Chacun essaye de placer ses pions à la tête du service pour pouvoir enquêter sur l'autre. Quand aux pions, chacun essaye de piquer la place du pion d'au dessus en sapant le pion d'en dessous.

Au mois de septembre 2001, les tensions entre le numéro un (Cousseran) et le numéro deux (Pochon) de la DGSE sont à leur comble. Pochon apprend l'enquête de Flam sur les comptes de Chirac au Japon (car entre temps, avec l'arrivée de la gauche à la tête de la DGSE, l'enquête initiale sur Osada à très probablement virée à la vérification de rumeur sur les comptes de Chirac au Japon). On est pas très sérieux parfois quand on travaille à la DGSE. C'est normal, le travail de base du renseignement c'est la vérification des rumeurs, même les plus absurdes. Même délirantes, folle ou, osons lacher le mot, complêtement connes. Du genre Chirac aurait un fils caché au Japon.

Voilà donc, ce qui a du se passer: les socialistes apprennent la rumeur du fils caché et du compte de Chirac au Japon. Cousseran, sur ordre de Jospin, aurait donc demandé à Gilbert Flam (1er sur le dossier) d'enquêter sur le sujet sans en rendre compte à son supérieur chiraquien (Pochon). Pochon qui veut devenir numéro un à la DGSE apprend la nouvelle et, furieux, va cafeter à Chirac.
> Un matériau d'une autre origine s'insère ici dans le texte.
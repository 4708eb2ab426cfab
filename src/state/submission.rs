use serde::Deserialize;

use super::AppState;
use crate::error::{GameError, GameResult};
use crate::geo;
use crate::photo;
use crate::types::*;
use crate::validation::{calculate_score, generate_feedback, validate_submission};

/// Answers faster than this earn a time bonus
const QUICK_BONUS_SECS: u64 = 30;
const QUICK_BONUS_RATIO: f64 = 0.1;

#[derive(Debug, Clone, Deserialize)]
pub struct SubmissionInput {
    pub checkpoint_id: CheckpointId,
    #[serde(default)]
    pub answer: Option<String>,
    #[serde(default)]
    pub photo_url: Option<String>,
    /// Seconds the player spent on the challenge, as measured by the client
    #[serde(default)]
    pub elapsed_seconds: Option<u64>,
}

fn seconds_since(started_at: Option<&str>) -> u64 {
    started_at
        .and_then(|ts| chrono::DateTime::parse_from_rfc3339(ts).ok())
        .map(|start| {
            let elapsed = chrono::Utc::now().signed_duration_since(start);
            elapsed.num_seconds().max(0) as u64
        })
        .unwrap_or(0)
}

fn newest_first(submissions: &mut [Submission]) {
    submissions.sort_by(|a, b| {
        b.submitted_at
            .cmp(&a.submitted_at)
            .then_with(|| b.id.cmp(&a.id))
    });
}

impl AppState {
    /// Validate and score a player's attempt at a checkpoint
    pub async fn submit_answer(
        &self,
        room_id: &str,
        player_id: &str,
        input: SubmissionInput,
    ) -> GameResult<Submission> {
        let room = self.get_room(room_id).await?;
        if room.status != RoomStatus::Active {
            return Err(GameError::WrongRoomStatus(room.status, RoomStatus::Active));
        }
        if !room.players.iter().any(|p| p == player_id) {
            return Err(GameError::NotInRoom);
        }

        let checkpoint = self.get_checkpoint(&input.checkpoint_id).await?;
        if checkpoint.route_id != room.route_id {
            return Err(GameError::CheckpointNotInRoute);
        }

        if let Some(url) = input.photo_url.as_deref().filter(|u| !u.trim().is_empty()) {
            photo::validate_photo_url(url)?;
        }

        if self.config.enforce_proximity {
            let position = self
                .get_player_position(player_id, room_id)
                .await
                .ok_or(GameError::PositionUnknown)?;
            let radius_m = self.config.unlock_radius_m;
            if !geo::is_near(
                position.latitude,
                position.longitude,
                checkpoint.latitude,
                checkpoint.longitude,
                radius_m,
            ) {
                let distance_m = geo::distance_m(
                    position.latitude,
                    position.longitude,
                    checkpoint.latitude,
                    checkpoint.longitude,
                );
                return Err(GameError::TooFar {
                    distance_m,
                    radius_m,
                });
            }
        }

        let result = validate_submission(
            &checkpoint.challenge,
            input.answer.as_deref(),
            input.photo_url.as_deref(),
        );

        let seconds_taken = input
            .elapsed_seconds
            .unwrap_or_else(|| seconds_since(room.started_at.as_deref()));
        let time_bonus = if seconds_taken < QUICK_BONUS_SECS {
            f64::from(checkpoint.points) * QUICK_BONUS_RATIO
        } else {
            0.0
        };

        let submission = Submission {
            id: ulid::Ulid::new().to_string(),
            room_id: room_id.to_string(),
            player_id: player_id.to_string(),
            checkpoint_id: checkpoint.id.clone(),
            answer: input.answer,
            photo_url: input.photo_url,
            is_correct: result.is_correct,
            points: calculate_score(checkpoint.points, &result, time_bonus),
            feedback: generate_feedback(&result, seconds_taken),
            submitted_at: chrono::Utc::now().to_rfc3339(),
        };

        {
            // Lock order: rooms, then submissions. Holding the room read lock
            // keeps complete_room from landing between the check and the insert.
            let rooms = self.rooms.read().await;
            let current = rooms.get(room_id).ok_or(GameError::RoomNotFound)?;
            if current.status != RoomStatus::Active {
                return Err(GameError::WrongRoomStatus(current.status, RoomStatus::Active));
            }
            if !current.players.iter().any(|p| p == player_id) {
                return Err(GameError::NotInRoom);
            }

            // One attempt per checkpoint
            let mut submissions = self.submissions.write().await;
            let previous = submissions.values().find(|s| {
                s.room_id == room_id && s.player_id == player_id && s.checkpoint_id == checkpoint.id
            });
            match previous {
                Some(s) if s.is_correct => return Err(GameError::AlreadyCompleted),
                Some(_) => return Err(GameError::AlreadySubmitted),
                None => {}
            }
            submissions.insert(submission.id.clone(), submission.clone());
        }

        tracing::info!(
            "Player {} submitted at '{}' in room {}: correct={} points={}",
            player_id,
            checkpoint.name,
            room.code,
            submission.is_correct,
            submission.points
        );

        self.emit(
            GameEventKind::CheckpointReached,
            room_id,
            Some(player_id),
            serde_json::json!({
                "checkpoint_id": checkpoint.id,
                "checkpoint_name": checkpoint.name,
            }),
        )
        .await;
        if submission.is_correct {
            self.emit(
                GameEventKind::ChallengeCompleted,
                room_id,
                Some(player_id),
                serde_json::json!({
                    "checkpoint_id": checkpoint.id,
                    "challenge_type": checkpoint.challenge.kind().as_str(),
                    "points": submission.points,
                }),
            )
            .await;
        }

        Ok(submission)
    }

    /// All submissions in a room, newest first
    pub async fn get_submissions_by_room(&self, room_id: &str) -> Vec<Submission> {
        let mut list: Vec<Submission> = self
            .submissions
            .read()
            .await
            .values()
            .filter(|s| s.room_id == room_id)
            .cloned()
            .collect();
        newest_first(&mut list);
        list
    }

    /// All submissions by a player across rooms, newest first
    pub async fn get_submissions_by_player(&self, player_id: &str) -> Vec<Submission> {
        let mut list: Vec<Submission> = self
            .submissions
            .read()
            .await
            .values()
            .filter(|s| s.player_id == player_id)
            .cloned()
            .collect();
        newest_first(&mut list);
        list
    }
}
Chirac, furieux à son tour de voir se propager cette rumeur de mazarin japonais demande alors une enquête interne sur la DGSE et sur qui essaye de le faire tomber.

Chirac appelle donc son fidèle lieutenant, le soldat Villepin et lui commande, en novembre 2001, une enquête sur l'enquête. En effet, Cousseran, le directeur, voyant la réaction de Chirac, commande une enquête interne (qui aboutira à la mise hors de cause de tout le monde) et Villepin, demande à un autre agent secret, de faire son enquête parallèle. L'homme choisit par Villepin pour dénoncer ses petits camarades est le général Phillippe Rondot, "l'as du renseignement".

En mai 2002, Chirac est réélu à 82% et tout les officiers ayant participé à l'enquête sur ses comptes au Japon sont remerciés. Cousseran, la cellule de Flam etc. tous sont priés d'aller se faire voire ailleurs et même Pochon aussi car les militaires de la DGSE n'ont pas franchement apprécié l'attitude du fayot de la classe.
Les postes de numéro 1 et numéro 2 de la DGSE sont attribués respéctivement à Pierre Brochand, un chiraquien, et à Allain Juillet, ex-(et brillantissime) directeur de Marks et Spencer.

Rondot, lui, qui a bien travaillé, est reconduit dans ses fonction de CROS (Conseiller pour le Renseignement et les Opérations Spéciales) auprès de MAM, nouvelle ministre de la Défense. MAM dans ses récentes déclarations sur l'affaire (le Canard enchaîné, Libération) dit ne pas franchement apprécier Rondot et le juge même incompétent. Le Canard révèle que selon MAM, "Ce n'est pas du tout l'as du Contre-Espionnage dont on parle. Il est resté à mon cabinet simplement parce que Carla Del Ponte (procureur du tribunal pénal international pour l'ex-yougoslavie) considérait que Rondot était le seul à pouvoir arrêter les criminels de guerre en Bosnie. Et il n'a arrêté personne". Rondot serait donc un incompétent absolu imposé au ministère de la Défense français par un procureur du tribunal pénal international.

Un jour, la crédibilité nous tuera tous...
Ce qui s'est probablement passé, c'est que Villepin, s'est habitué à travailler avec Rondot par trois fois:

1) Au début des années 1980, Rondot quitte la DGSE et atterrit aux Affaires étrangères où il travaille avec un jeune diplomate, dominique de Villepin et Un future cadre de EADS: Jean-Louis Gergorin.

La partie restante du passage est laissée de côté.